= Frederick Charles, Count of Erbach-Limpurg =

German aristocrat

Frederick Charles, Count of Erbach-Limpurg (21 May 1680 – 20 February 1731), was a German prince member of the House of Erbach and ruler (through marriage) over the Lordship of Limpurg-Michelbach and (through inheritance) over Erbach, Freienstein, Wildenstein, Michelstadt and Breuberg.

==Biography==
Born in Erbach, he was the fourteenth child and sixth (but third surviving) son of George Louis I, Count of Erbach-Erbach and his wife Countess Amalia Katharina of Waldeck-Eisenberg, a daughter of Philipp Dietrich, Count of Waldeck-Eisenberg.

After the death of his father in 1693, Frederick Charles and his surviving older brothers inherited all the Erbach-Erbach domains; however, as the last surviving son of sixteen children, he was still a minor and the government of the lands and legal guardianship were held by the oldest brother Philipp Louis, who managed to rule alone even after his brothers attained majority.
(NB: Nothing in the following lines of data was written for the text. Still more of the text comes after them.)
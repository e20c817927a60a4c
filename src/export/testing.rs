//! Scripted model for exercising the export entry point

use std::path::{Path, PathBuf};

use crate::error::TraceError;
use crate::framework::OptimizeCall;
use crate::graph::TraceGraph;
use crate::traits::TracedModel;

/// Model whose trace outcome is fixed up front and whose calls are recorded
#[derive(Debug)]
pub(crate) struct MockModel {
    pub training: bool,
    pub trace_result: Result<TraceGraph, TraceError>,
    pub onnx_result: Result<(), TraceError>,
    pub mode_changes: Vec<bool>,
    pub training_during_trace: Option<bool>,
    pub onnx_exports: Vec<PathBuf>,
    pub optimize_calls: Vec<OptimizeCall>,
}

impl MockModel {
    pub fn new() -> Self {
        Self::with_trace(TraceGraph::default())
    }

    pub fn with_trace(trace: TraceGraph) -> Self {
        Self {
            training: false,
            trace_result: Ok(trace),
            onnx_result: Ok(()),
            mode_changes: Vec::new(),
            training_during_trace: None,
            onnx_exports: Vec::new(),
            optimize_calls: Vec::new(),
        }
    }

    pub fn failing(err: TraceError) -> Self {
        Self {
            trace_result: Err(err),
            ..Self::new()
        }
    }
}

impl TracedModel for MockModel {
    type Input = ();

    fn is_training(&self) -> bool {
        self.training
    }

    fn set_training(&mut self, training: bool) {
        self.mode_changes.push(training);
        self.training = training;
    }

    fn trace(&mut self, _input: &()) -> Result<TraceGraph, TraceError> {
        self.training_during_trace = Some(self.training);
        self.trace_result.clone()
    }

    fn export_onnx(&mut self, _input: &(), path: &Path) -> Result<(), TraceError> {
        self.onnx_exports.push(path.to_path_buf());
        self.onnx_result.clone()
    }

    fn optimize(&mut self, _graph: &mut TraceGraph, call: OptimizeCall) -> Result<(), TraceError> {
        self.optimize_calls.push(call);
        Ok(())
    }
}
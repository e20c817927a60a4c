//! Shape utilities for traced tensors
//!
//! Dimension sizes reported by a trace may be concrete, unknown, or symbolic.

use std::fmt;

use smallvec::SmallVec;

use crate::proto::{tensor_shape_proto, TensorShapeProto};

/// Wire size used for dimensions without a concrete size
pub const UNKNOWN_DIM_SIZE: i64 = -1;

/// One dimension of a traced tensor
#[derive(Debug, Clone, PartialEq, Eq, Hash)]
pub enum Dim {
    /// Concrete size
    Known(i64),
    /// Size not resolved by the trace
    Unknown,
    /// Named symbolic size (e.g. a batch dimension)
    Symbolic(String),
}

impl Dim {
    /// Get the concrete size, if any
    pub fn size(&self) -> Option<i64> {
        match self {
            Dim::Known(n) => Some(*n),
            _ => None,
        }
    }

    /// Convert to a TensorShapeProto dimension
    pub fn to_proto(&self) -> tensor_shape_proto::Dim {
        match self {
            Dim::Known(n) => tensor_shape_proto::Dim {
                size: *n,
                name: String::new(),
            },
            Dim::Unknown => tensor_shape_proto::Dim {
                size: UNKNOWN_DIM_SIZE,
                name: String::new(),
            },
            Dim::Symbolic(name) => tensor_shape_proto::Dim {
                size: UNKNOWN_DIM_SIZE,
                name: name.clone(),
            },
        }
    }
}

impl From<i64> for Dim {
    fn from(n: i64) -> Self {
        Dim::Known(n)
    }
}

impl fmt::Display for Dim {
    fn fmt(&self, f: &mut fmt::Formatter<'_>) -> fmt::Result {
        match self {
            Dim::Known(n) => write!(f, "{}", n),
            Dim::Unknown => f.write_str("*"),
            Dim::Symbolic(name) => f.write_str(name),
        }
    }
}

/// Dimension sizes of a tensor; most traced tensors have rank <= 4
pub type Shape = SmallVec<[Dim; 4]>;

/// Build a shape from concrete sizes
pub fn shape_from_sizes(sizes: &[i64]) -> Shape {
    sizes.iter().map(|&n| Dim::Known(n)).collect()
}

/// Convert a shape to a TensorShapeProto
pub fn shape_to_proto(shape: &[Dim]) -> TensorShapeProto {
    TensorShapeProto {
        dim: shape.iter().map(Dim::to_proto).collect(),
        unknown_rank: false,
    }
}

/// Format dimensions as a comma-separated list (`1, 3, *`)
pub fn format_dims(shape: &[Dim]) -> String {
    shape
        .iter()
        .map(|d| d.to_string())
        .collect::<Vec<_>>()
        .join(", ")
}
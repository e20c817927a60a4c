//! Fluent construction of traced graphs
//!
//! Framework adapters and tests use [`TraceGraphBuilder`] to assemble a
//! [`TraceGraph`] without spelling out every struct field.

use super::trace::{AttributeMap, TraceGraph, TraceNode, TraceValue};
use super::types::{AttributeValue, ValueType};

/// Builder for a single [`TraceNode`]
#[derive(Debug)]
pub struct NodeBuilder {
    node: TraceNode,
}

impl NodeBuilder {
    /// Start a node of the given kind and scope
    pub fn new(kind: &str, scope_name: &str) -> Self {
        Self {
            node: TraceNode {
                kind: kind.to_string(),
                scope_name: scope_name.to_string(),
                inputs: Vec::new(),
                outputs: Vec::new(),
                attributes: AttributeMap::new(),
            },
        }
    }

    /// Append one input identifier
    pub fn input(mut self, unique_name: &str) -> Self {
        self.node.inputs.push(unique_name.to_string());
        self
    }

    /// Append several input identifiers
    pub fn inputs(mut self, unique_names: &[&str]) -> Self {
        self.node
            .inputs
            .extend(unique_names.iter().map(|s| s.to_string()));
        self
    }

    /// Append an output value
    pub fn output(mut self, unique_name: &str, ty: ValueType) -> Self {
        self.node.outputs.push(TraceValue::new(unique_name, ty));
        self
    }

    /// Set an attribute
    pub fn attr(mut self, name: &str, value: AttributeValue) -> Self {
        self.node.attributes.insert(name.to_string(), value);
        self
    }

    /// Finish the node
    pub fn build(self) -> TraceNode {
        self.node
    }
}

/// Builder for a [`TraceGraph`]
#[derive(Debug, Default)]
pub struct TraceGraphBuilder {
    graph: TraceGraph,
}

impl TraceGraphBuilder {
    /// Create an empty builder
    pub fn new() -> Self {
        Self::default()
    }

    /// Declare a graph-level input
    pub fn input(mut self, unique_name: &str, ty: ValueType) -> Self {
        self.graph.inputs.push(TraceValue::new(unique_name, ty));
        self
    }

    /// Append a node configured by `f`
    pub fn node<F>(mut self, kind: &str, scope_name: &str, f: F) -> Self
    where
        F: FnOnce(NodeBuilder) -> NodeBuilder,
    {
        self.graph
            .nodes
            .push(f(NodeBuilder::new(kind, scope_name)).build());
        self
    }

    /// Append an already built node
    pub fn push_node(mut self, node: TraceNode) -> Self {
        self.graph.nodes.push(node);
        self
    }

    /// Finish the graph
    pub fn build(self) -> TraceGraph {
        self.graph
    }
}
//! Core traits for trace-graphdef
//!
//! Defines the interface a training framework implements so its models can be
//! exported.

use std::path::Path;

use crate::error::TraceError;
use crate::framework::OptimizeCall;
use crate::graph::TraceGraph;

/// A model that a training framework can trace
///
/// # Example
///
/// ```ignore
/// struct MyModel { training: bool }
///
/// impl TracedModel for MyModel {
///     type Input = Vec<f32>;
///
///     fn is_training(&self) -> bool { self.training }
///     fn set_training(&mut self, training: bool) { self.training = training }
///
///     fn trace(&mut self, input: &Self::Input) -> Result<TraceGraph, TraceError> {
///         // Run the model once and record its operations
///         todo!()
///     }
///
///     fn export_onnx(&mut self, input: &Self::Input, path: &Path) -> Result<(), TraceError> {
///         Err(TraceError::Runtime("ONNX export unsupported".into()))
///     }
///
///     fn optimize(&mut self, graph: &mut TraceGraph, call: OptimizeCall) -> Result<(), TraceError> {
///         Ok(())
///     }
/// }
/// ```
pub trait TracedModel {
    /// Representative input the model is run against
    type Input: ?Sized;

    /// Whether the model is in training mode
    fn is_training(&self) -> bool;

    /// Switch between training and inference mode
    fn set_training(&mut self, training: bool);

    /// Run the model once against `input` and capture its graph
    ///
    /// Failures raised while the framework executes the model are reported as
    /// [`TraceError::Runtime`].
    fn trace(&mut self, input: &Self::Input) -> Result<TraceGraph, TraceError>;

    /// Export the model to ONNX at `path`
    ///
    /// Only used to gather diagnostics after a failed trace.
    fn export_onnx(&mut self, input: &Self::Input, path: &Path) -> Result<(), TraceError>;

    /// Run the framework's trace optimization pass in place
    fn optimize(&mut self, graph: &mut TraceGraph, call: OptimizeCall) -> Result<(), TraceError>;
}
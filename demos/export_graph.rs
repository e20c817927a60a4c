//! Example: export a traced model to TensorBoard
//!
//! This example plays the part of a framework adapter: a small two-layer
//! network "traces" itself into a [`TraceGraph`], and the result is written to
//! an event file that TensorBoard can display.
//!
//! # Usage
//!
//! ```bash
//! cargo run --example export_graph -- runs/demo [--verbose] [--legacy] [--fail]
//! tensorboard --logdir runs
//! ```

use std::env;
use std::path::Path;

use trace_graphdef::prelude::*;
use trace_graphdef::tensor::shape_from_sizes;

/// Two fully connected layers with a ReLU in between
struct TwoLayerNet {
    training: bool,
    fail_trace: bool,
}

impl TracedModel for TwoLayerNet {
    type Input = [i64];

    fn is_training(&self) -> bool {
        self.training
    }

    fn set_training(&mut self, training: bool) {
        self.training = training;
    }

    fn trace(&mut self, input_shape: &[i64]) -> Result<TraceGraph, TraceError> {
        if self.fail_trace {
            return Err(TraceError::Runtime(
                "unsupported operator in forward()".to_string(),
            ));
        }
        let batch = input_shape.first().copied().unwrap_or(1);
        let features = input_shape.get(1).copied().unwrap_or(8);

        let float = |sizes: &[i64]| ValueType::tensor("Float", shape_from_sizes(sizes));

        Ok(TraceGraphBuilder::new()
            .input("0", float(&[batch, features]))
            .input("1", float(&[16, features]))
            .input("2", float(&[16]))
            .input("3", float(&[4, 16]))
            .input("4", float(&[4]))
            .node("onnx::Gemm", "TwoLayerNet/Linear[fc1]", |n| {
                n.inputs(&["0", "1", "2"])
                    .attr("alpha", AttributeValue::Float(1.0))
                    .attr("beta", AttributeValue::Float(1.0))
                    .attr("transB", AttributeValue::Int(1))
                    .output("5", float(&[batch, 16]))
            })
            .node("onnx::Relu", "TwoLayerNet/ReLU[act]", |n| {
                n.input("5").output("6", float(&[batch, 16]))
            })
            .node("onnx::Gemm", "TwoLayerNet/Linear[fc2]", |n| {
                n.inputs(&["6", "3", "4"])
                    .attr("alpha", AttributeValue::Float(1.0))
                    .attr("beta", AttributeValue::Float(1.0))
                    .attr("transB", AttributeValue::Int(1))
                    .output("7", float(&[batch, 4]))
            })
            .build())
    }

    fn export_onnx(&mut self, _input: &[i64], path: &Path) -> Result<(), TraceError> {
        Err(TraceError::Runtime(format!(
            "ONNX export to '{}' is not supported by this demo",
            path.display()
        )))
    }

    fn optimize(&mut self, _graph: &mut TraceGraph, _call: OptimizeCall) -> Result<(), TraceError> {
        Ok(())
    }
}

fn main() -> ExportResult<()> {
    tracing_subscriber::fmt::init();

    let args: Vec<String> = env::args().collect();

    if args.len() < 2 {
        eprintln!("Usage: {} <logdir> [options]", args[0]);
        eprintln!();
        eprintln!("Options:");
        eprintln!("  --verbose  Print the traced graph");
        eprintln!("  --legacy   Treat the trace as coming from framework 0.3");
        eprintln!("  --fail     Simulate a tracing failure");
        std::process::exit(1);
    }

    let logdir = &args[1];

    // Parse options
    let verbose = args.contains(&"--verbose".to_string());
    let legacy = args.contains(&"--legacy".to_string());
    let fail = args.contains(&"--fail".to_string());

    let mut options = ExportOptions::default().verbose(verbose);
    if legacy {
        options = options.with_framework(FrameworkVersion::parse("0.3.1")?);
    }

    let mut model = TwoLayerNet {
        training: true,
        fail_trace: fail,
    };

    let input_shape: &[i64] = &[2, 8];
    let (path, mut writer) = create_event_file(logdir)?;
    let graph_def = add_graph(&mut writer, &mut model, input_shape, &options)?;

    println!("Graph written to {}", path.display());
    println!("  Producer: {:?}", graph_def.producer());
    println!("  Nodes: {}", graph_def.node.len());
    for node in &graph_def.node {
        println!("    {} = {}({})", node.name, node.op, node.input.join(", "));
    }
    println!("  Model back in training mode: {}", model.training);

    Ok(())
}
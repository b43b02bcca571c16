//! Configuration for the synchronization engine.
//!
//! Settings are loaded from `conf/config.toml` when present. Missing sections
//! or fields fall back to defaults and out-of-range values are clamped, so a
//! broken file never prevents a matching pass or a playback session.

use crate::align::DEFAULT_MIN_BLOCK_CHARS;
use crate::store::DEFAULT_BATCH_SIZE;
use serde::{Deserialize, Serialize};
use std::fs;
use std::path::{Path, PathBuf};
use std::time::Duration;
use tracing::{debug, info, warn};

pub const DEFAULT_CONFIG_PATH: &str = "conf/config.toml";

#[derive(Debug, Clone, Default, PartialEq, Deserialize, Serialize)]
#[serde(default)]
pub struct SyncConfig {
    pub matching: MatchingConfig,
    pub playback: PlaybackConfig,
    pub storage: StorageConfig,
    pub logging: LoggingConfig,
}

#[derive(Debug, Clone, PartialEq, Deserialize, Serialize)]
#[serde(default)]
pub struct MatchingConfig {
    pub batch_size: usize,
    pub min_block_chars: usize,
    pub max_batch_retries: u32,
    pub retry_backoff_ms: u64,
    pub on_batch_failure: BatchFailurePolicy,
}

impl Default for MatchingConfig {
    fn default() -> Self {
        Self {
            batch_size: DEFAULT_BATCH_SIZE,
            min_block_chars: DEFAULT_MIN_BLOCK_CHARS,
            max_batch_retries: 2,
            retry_backoff_ms: 200,
            on_batch_failure: BatchFailurePolicy::Continue,
        }
    }
}

impl MatchingConfig {
    pub fn retry_backoff(&self) -> Duration {
        Duration::from_millis(self.retry_backoff_ms)
    }
}

/// What a pass does once a batch has used up its retries.
#[derive(Debug, Clone, Copy, PartialEq, Eq, Default, Deserialize, Serialize)]
#[serde(rename_all = "kebab-case")]
pub enum BatchFailurePolicy {
    #[default]
    Continue,
    Abort,
}

#[derive(Debug, Clone, PartialEq, Deserialize, Serialize)]
#[serde(default)]
pub struct PlaybackConfig {
    pub suppression_window_ms: u64,
    pub bookmark_seek_offset_secs: f64,
    pub compact_layout: bool,
    pub auto_scroll: bool,
}

impl Default for PlaybackConfig {
    fn default() -> Self {
        Self {
            suppression_window_ms: 250,
            bookmark_seek_offset_secs: 0.05,
            compact_layout: false,
            auto_scroll: true,
        }
    }
}

impl PlaybackConfig {
    pub fn suppression_window(&self) -> Duration {
        Duration::from_millis(self.suppression_window_ms)
    }
}

#[derive(Debug, Clone, PartialEq, Deserialize, Serialize)]
#[serde(default)]
pub struct StorageConfig {
    pub cache_dir: PathBuf,
}

impl Default for StorageConfig {
    fn default() -> Self {
        Self {
            cache_dir: PathBuf::from(".cache"),
        }
    }
}

#[derive(Debug, Clone, Default, PartialEq, Deserialize, Serialize)]
#[serde(default)]
pub struct LoggingConfig {
    pub log_level: LogLevel,
}

#[derive(Debug, Clone, Copy, Default, Deserialize, Serialize, PartialEq, Eq)]
#[serde(rename_all = "lowercase")]
pub enum LogLevel {
    Trace,
    #[default]
    Debug,
    Info,
    Warn,
    Error,
}

impl std::fmt::Display for LogLevel {
    fn fmt(&self, f: &mut std::fmt::Formatter<'_>) -> std::fmt::Result {
        f.write_str(self.as_filter_str())
    }
}

impl LogLevel {
    pub fn as_filter_str(self) -> &'static str {
        match self {
            LogLevel::Trace => "trace",
            LogLevel::Debug => "debug",
            LogLevel::Info => "info",
            LogLevel::Warn => "warn",
            LogLevel::Error => "error",
        }
    }
}

impl SyncConfig {
    /// Pull every numeric setting back into its supported range.
    pub fn clamped(mut self) -> Self {
        let matching = &mut self.matching;
        matching.batch_size = matching.batch_size.clamp(1, DEFAULT_BATCH_SIZE);
        matching.min_block_chars = matching.min_block_chars.min(64);
        matching.max_batch_retries = matching.max_batch_retries.min(10);
        matching.retry_backoff_ms = matching.retry_backoff_ms.min(10_000);

        let playback = &mut self.playback;
        playback.suppression_window_ms = playback.suppression_window_ms.clamp(50, 2_000);
        playback.bookmark_seek_offset_secs = if playback.bookmark_seek_offset_secs.is_finite() {
            playback.bookmark_seek_offset_secs.clamp(0.0, 1.0)
        } else {
            PlaybackConfig::default().bookmark_seek_offset_secs
        };
        self
    }
}

pub fn parse_config(contents: &str) -> Result<SyncConfig, toml::de::Error> {
    toml::from_str::<SyncConfig>(contents).map(SyncConfig::clamped)
}

/// Load configuration from the given path, falling back to defaults on error.
pub fn load_config(path: &Path) -> SyncConfig {
    let contents = match fs::read_to_string(path) {
        Ok(data) => {
            info!(path = %path.display(), "Loaded base config");
            data
        }
        Err(err) => {
            warn!(
                path = %path.display(),
                "Falling back to default config: {err}"
            );
            return SyncConfig::default();
        }
    };

    match parse_config(&contents) {
        Ok(cfg) => {
            debug!("Parsed configuration from disk");
            cfg
        }
        Err(err) => {
            warn!(path = %path.display(), "Invalid config TOML: {err}");
            SyncConfig::default()
        }
    }
}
On 18 May 1711 Frederick Charles married Sophie Eleonore (10 June 1695 – 28 January 1738), youngest daughter of Vollrath, Schenk of Limpurg-Speckfeld in Obersontheim. They had four children:
- Ernest Louis Vollrath William (5 March 1712 – 3 March 1713).
- Sophie Christine Albertine (5 November 1716 – 15 December 1741), married on 5 November 1738 to her first-cousin Count Frederick Louis of Löwenstein-Wertheim-Virneburg.
- Fredericka Charlotte Wilhelmine (6 January 1722 – 29 December 1786), married on 7 December 1738 to her first-cousin Count Johann Louis Vollrath of Löwenstein-Wertheim-Virneburg.
- Wilhelmine Amalie (7 August 1724 – 3 January 1725).

As Sophie Eleonore was one of the five surviving daughters and co-heiresses of Vollrath of Limpurg, when her father, died in 1713 Frederick Charles received the Lordship of Michelbach as part of the inheritance, and the rights to assume the arms and titles of Limpurg (mitregierender Count of Limpurg-Obersontheim).

In 1720 after the death of his brother Philipp Louis without issue, Frederick Charles finally inherited the Erbach-Erbach inheritance as sole ruler.

Frederick Charles died in Erbach aged 50 and was buried in Michelstadt. He died without a surviving male issue and the Erbach-Erbach domains were inherited by the branch of Erbach-Schönberg, but the Limpurg inheritance was divided between his daughters, who passed it on to their descendants.